* [WHAT THIS TASK INVOLVES]:
Copy the records below exactly. Include all of them.

┌────────

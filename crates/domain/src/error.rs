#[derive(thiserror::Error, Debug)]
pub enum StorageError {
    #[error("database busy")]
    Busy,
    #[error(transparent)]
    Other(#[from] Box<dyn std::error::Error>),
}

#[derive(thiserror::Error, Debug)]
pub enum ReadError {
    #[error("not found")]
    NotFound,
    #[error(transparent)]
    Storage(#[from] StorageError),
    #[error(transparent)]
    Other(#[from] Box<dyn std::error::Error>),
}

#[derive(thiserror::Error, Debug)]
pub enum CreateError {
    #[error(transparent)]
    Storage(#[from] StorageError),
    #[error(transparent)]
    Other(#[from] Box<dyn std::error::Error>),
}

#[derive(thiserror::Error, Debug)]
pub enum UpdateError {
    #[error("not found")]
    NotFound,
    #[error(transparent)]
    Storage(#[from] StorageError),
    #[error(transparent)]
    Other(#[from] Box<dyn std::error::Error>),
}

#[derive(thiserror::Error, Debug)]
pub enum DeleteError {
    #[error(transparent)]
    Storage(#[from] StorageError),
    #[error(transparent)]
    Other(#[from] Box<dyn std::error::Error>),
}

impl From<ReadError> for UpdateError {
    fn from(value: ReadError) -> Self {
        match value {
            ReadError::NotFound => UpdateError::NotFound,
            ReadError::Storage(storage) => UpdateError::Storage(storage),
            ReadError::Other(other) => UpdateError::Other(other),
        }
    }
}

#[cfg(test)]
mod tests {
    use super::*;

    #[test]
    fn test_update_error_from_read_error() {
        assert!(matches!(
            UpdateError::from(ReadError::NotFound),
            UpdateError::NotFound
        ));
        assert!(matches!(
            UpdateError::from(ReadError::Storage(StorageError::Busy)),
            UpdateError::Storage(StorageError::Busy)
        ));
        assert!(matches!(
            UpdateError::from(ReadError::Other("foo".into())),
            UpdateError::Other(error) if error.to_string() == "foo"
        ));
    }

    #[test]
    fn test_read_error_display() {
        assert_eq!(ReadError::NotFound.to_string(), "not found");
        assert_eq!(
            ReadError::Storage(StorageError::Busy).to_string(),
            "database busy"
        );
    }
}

└────────

* [RESPONSE AREA]:
filename crates/domain/src/error.rs
#[derive(thiserror::Error, Debug)]
pub enum StorageError {
    #[error("database busy")]
    Busy,
    #[error(transparent)]
    Other(#[from] Box<dyn std::error::Error>),
}

#[derive(thiserror::Error, Debug)]
pub enum ReadError {
    #[error("not found")]
    NotFound,
    #[error(transparent)]
    Storage(#[from] StorageError),
    #[error(transparent)]
    Other(#[from] Box<dyn std::error::Error>),
}

#[derive(thiserror::Error, Debug)]
pub enum CreateError {
    #[error(transparent)]
    Storage(#[from] StorageError),
    #[error(transparent)]
    Other(#[from] Box<dyn std::error::Error>),
}

#[derive(thiserror::Error, Debug)]
pub enum UpdateError {
    #[error("not found")]
    NotFound,
    #[error(transparent)]
    Storage(#[from] StorageError),
    #[error(transparent)]
    Other(#[from] Box<dyn std::error::Error>),
}

#[derive(thiserror::Error, Debug)]
pub enum DeleteError {
    #[error(transparent)]
    Storage(#[from] StorageError),
    #[error(transparent)]
    Other(#[from] Box<dyn std::error::Error>),
}

impl From<ReadError> for UpdateError {
    fn from(value: ReadError) -> Self {
        match value {
            ReadError::NotFound => UpdateError::NotFound,
            ReadError::Storage(storage) => UpdateError::Storage(storage),
            ReadError::Other(other) => UpdateError::Other(other),
        }
    }
}

#[cfg(test)]
mod tests {
    use super::*;

    #[test]
    fn test_update_error_from_read_error() {
        assert!(matches!(
            UpdateError::from(ReadError::NotFound),
            UpdateError::NotFound
        ));
        assert!(matches!(
            UpdateError::from(ReadError::Storage(StorageError::Busy)),
            UpdateError::Storage(StorageError::Busy)
        ));
        assert!(matches!(
            UpdateError::from(ReadError::Other("foo".into())),
            UpdateError::Other(error) if error.to_string() == "foo"
        ));
    }

    #[test]
    fn test_read_error_display() {
        assert_eq!(ReadError::NotFound.to_string(), "not found");
        assert_eq!(
            ReadError::Storage(StorageError::Busy).to_string(),
            "database busy"
        );
    }
}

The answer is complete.